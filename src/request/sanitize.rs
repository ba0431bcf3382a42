//! Executable markup stripping.

use regex::{Captures, Regex};
use std::sync::LazyLock;

static SCRIPT_BLOCK: LazyLock<Regex> =
    LazyLock::new(|| Regex::new(r"(?is)<script\b[^>]*>.*?</script\s*>").unwrap());

// Unterminated or stray script tags left after block removal.
static SCRIPT_TAG: LazyLock<Regex> =
    LazyLock::new(|| Regex::new(r"(?i)</?script\b[^>]*>?").unwrap());

static TAG: LazyLock<Regex> = LazyLock::new(|| Regex::new(r"<[A-Za-z][^<>]*>").unwrap());

static EVENT_HANDLER: LazyLock<Regex> = LazyLock::new(|| {
    Regex::new(r#"(?i)[\s/]+on[a-z]+\s*=\s*(?:"[^"]*"|'[^']*'|[^\s>]+)"#).unwrap()
});

static SCRIPT_URI: LazyLock<Regex> =
    LazyLock::new(|| Regex::new(r"(?i)\b(?:javascript|vbscript)\s*:").unwrap());

/// Remove script blocks, inline event-handler attributes and script URIs.
///
/// Everything else, including ordinary angle brackets in code, is preserved.
///
/// ```
/// use diagnose::request::strip_markup;
///
/// let cleaned = strip_markup(r#"<a href="javascript:alert(1)" onclick="x()">link</a>"#);
/// assert_eq!(cleaned, r#"<a href="alert(1)">link</a>"#);
/// ```
pub fn strip_markup(text: &str) -> String {
    // A removal can splice its neighbours into a new tag, so repeat until
    // stable. Every pass only deletes, which bounds the loop.
    let mut current = strip_once(text);
    loop {
        let next = strip_once(&current);
        if next == current {
            return current;
        }
        current = next;
    }
}

fn strip_once(text: &str) -> String {
    let text = SCRIPT_BLOCK.replace_all(text, "");
    let text = SCRIPT_TAG.replace_all(&text, "");
    let text = TAG.replace_all(&text, |caps: &Captures| {
        EVENT_HANDLER.replace_all(&caps[0], "").into_owned()
    });
    SCRIPT_URI.replace_all(&text, "").into_owned()
}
....................
## Instructions to follow:
Quote, word for word, every line starting at the one that contains "static SCRIPT_URI: LazyLock<Regex>" and ending with the final line of the entries.

## Response:
static SCRIPT_URI: LazyLock<Regex> =
    LazyLock::new(|| Regex::new(r"(?i)\b(?:javascript|vbscript)\s*:").unwrap());

/// Remove script blocks, inline event-handler attributes and script URIs.
///
/// Everything else, including ordinary angle brackets in code, is preserved.
///
/// ```
/// use diagnose::request::strip_markup;
///
/// let cleaned = strip_markup(r#"<a href="javascript:alert(1)" onclick="x()">link</a>"#);
/// assert_eq!(cleaned, r#"<a href="alert(1)">link</a>"#);
/// ```
pub fn strip_markup(text: &str) -> String {
    // A removal can splice its neighbours into a new tag, so repeat until
    // stable. Every pass only deletes, which bounds the loop.
    let mut current = strip_once(text);
    loop {
        let next = strip_once(&current);
        if next == current {
            return current;
        }
        current = next;
    }
}

fn strip_once(text: &str) -> String {
    let text = SCRIPT_BLOCK.replace_all(text, "");
    let text = SCRIPT_TAG.replace_all(&text, "");
    let text = TAG.replace_all(&text, |caps: &Captures| {
        EVENT_HANDLER.replace_all(&caps[0], "").into_owned()
    });
    SCRIPT_URI.replace_all(&text, "").into_owned()
}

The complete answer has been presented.